Por 370 a 110 votos, a Câmara dos Deputados aprovou nesta terça-feira (18) o texto-base do projeto de lei de combate ao crime organizado (PL 5582/2025). Os deputados acataram o texto apresentado pelo relator, deputado Guilherme Derrite (PP-SP), que alterou trechos da proposta original encaminhada pelo governo federal. O relator apresentou cinco versões.
O projeto prevê penas mais duras para membros de facções criminosas e apreensão de bens investigados.
Derrite defendeu que “o enfrentamento do crime organizado no Brasil exige legislação de guerra em tempo de paz”. Os parlamentares governamentais, contrários ao parecer de Derrite, dizem que o projeto Antifacção foi desconfigurado e descapitaliza a Polícia Federal.
Os deputados analisaram agora os destaques, que podem mudar trechos do texto-base. O projeto segue depois para o Senado.
“Vamos retomar o texto original no Senado”
"Nós vamos lutar para recuperar esse texto original. Vamos modificar no Senado para recuperar o propósito original do governo de combate à facção criminosa", disse o deputado Lindbergh Farias (PT-RJ).
O parlamentar destacou que o projeto foi elaborado depois de mais de seis meses de estudo.
A deputada Jandira Feghali (PCdoB-RJ) argumenta que o texto de Derrite acaba protegendo as organizações criminosas.
“O relatório inovador com uma ação civil pública que acaba protelando o confisco de bens do crime organizado”, criticou. Para ela, prejudica a investigação da Polícia Federal ao descapitalizar a corporação. No parecer, relator encaminhou “o quinhão cabível à PF ao Fundo Nacional de Segurança Pública”.
Outra crítica do governo federal é que o parecer de Derrite só permitiu ao Estado assumir o patrimônio do crime após o termo da ação penal, o que poderia levar anos.

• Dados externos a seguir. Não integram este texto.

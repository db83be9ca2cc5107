//! Error types for configuration and fixture loading

use thiserror::Error;

/// Result type alias using the common Error
pub type Result<T> = std::result::Result<T, Error>;

/// Configuration-level errors
#[derive(Error, Debug)]
pub enum Error {
    #[error("IO error: {0}")]
    Io(#[from] std::io::Error),

    #[error("TOML parse error: {0}")]
    TomlDecode(#[from] toml::de::Error),

    #[error("TOML encode error: {0}")]
    TomlEncode(#[from] toml::ser::Error),

    #[error("Invalid configuration: {0}")]
    InvalidConfig(String),
}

O deputado Kim Kataguiri (União Brasil - SP) veio com o texto do relator de que a ação é necessária para recuperar os bens a serem compreendidos pela PF. “A gente ainda escuta discurso aqui de que nós estamos defendendo corruptos de colarinho branco, de que nós estamos defendendo o banqueiro”, criticou.
O texto aprovado prevê a apreensão prévia de bens do investigado em determinadas circunstâncias, com a possibilidade de perdimento dos bens antes da decisão final da Justiça.
Penas de 40 anos
O texto aumenta as penas para membros de facção ou milícia de 20 a 40 anos, podendo chegar a 66 anos para os líderes das organizações criminosas.
O substitutivo também aumenta em 85% da pena o tempo necessário para a progressão do regime. Fica proibido graça, anistia, indulto ou liberdade condicional para esses membros.
Autonomia do MP
O texto prevê a participação do Ministério Público em casos de forças-tarefas que investiguem facções, por meio de Procedimentos Investigatórios Criminais liderados por Grupos de Atuação Especial de Combate ao Crime Organizado (GAECO).
Organização ultraviolenta
O projeto traz a definição de organização criminosa ultraviolenta, apesar das críticas que apontaram que a criação de um novo tipo criminoso poderia gerar um caos jurídico nos processos judiciais que processam a beneficiário dos crimes.
Sobre audiência de custódia e julgamento de homicídios cometidos por membros de facção criminosa, o projeto prevê que as audiências de custódia sejam realizadas, “em regra, por videoconferência, salvo judicial fundamentada em sentido contrário”.
Os homicídios cometidos por facções serão julgados, no primeiro grau de jurisdição, por um colegiado e não por um tribunal do júri.
Apoio de Motta
Antes da votação, os deputados federais governamentais chegaram a solicitar que o Projeto de Lei Antifacção (PL 5582/25) fosse retirado da pauta de votação na Câmara, tendo em vista que o texto original teria sido “desconfigurado” pelo parecer do relator Guilherme Derrite. No entanto, foi mantida a votação por 316 votos votos contra 110.
O presidente da Câmara, Hugo Motta (Republicanos -PB), argumentou que o texto seria a resposta "mais dura" da história da Câmara dos Deputados no enfrentamento ao crime organizado.
“Estamos dizendo que chefes de facções criminosas agora irão diretamente para os presídios federais, que os encontros com advogados serão gravados, que não terão visitas íntimas”, exemplificou.
Motta afirmou que o projeto original do governo federal trouxe pontos positivos, mas que foram necessários mais olhares de outros setores e bancadas.
A Câmara denominou o substitutivo como “Marco legal de enfrentamento ao crime organizado”.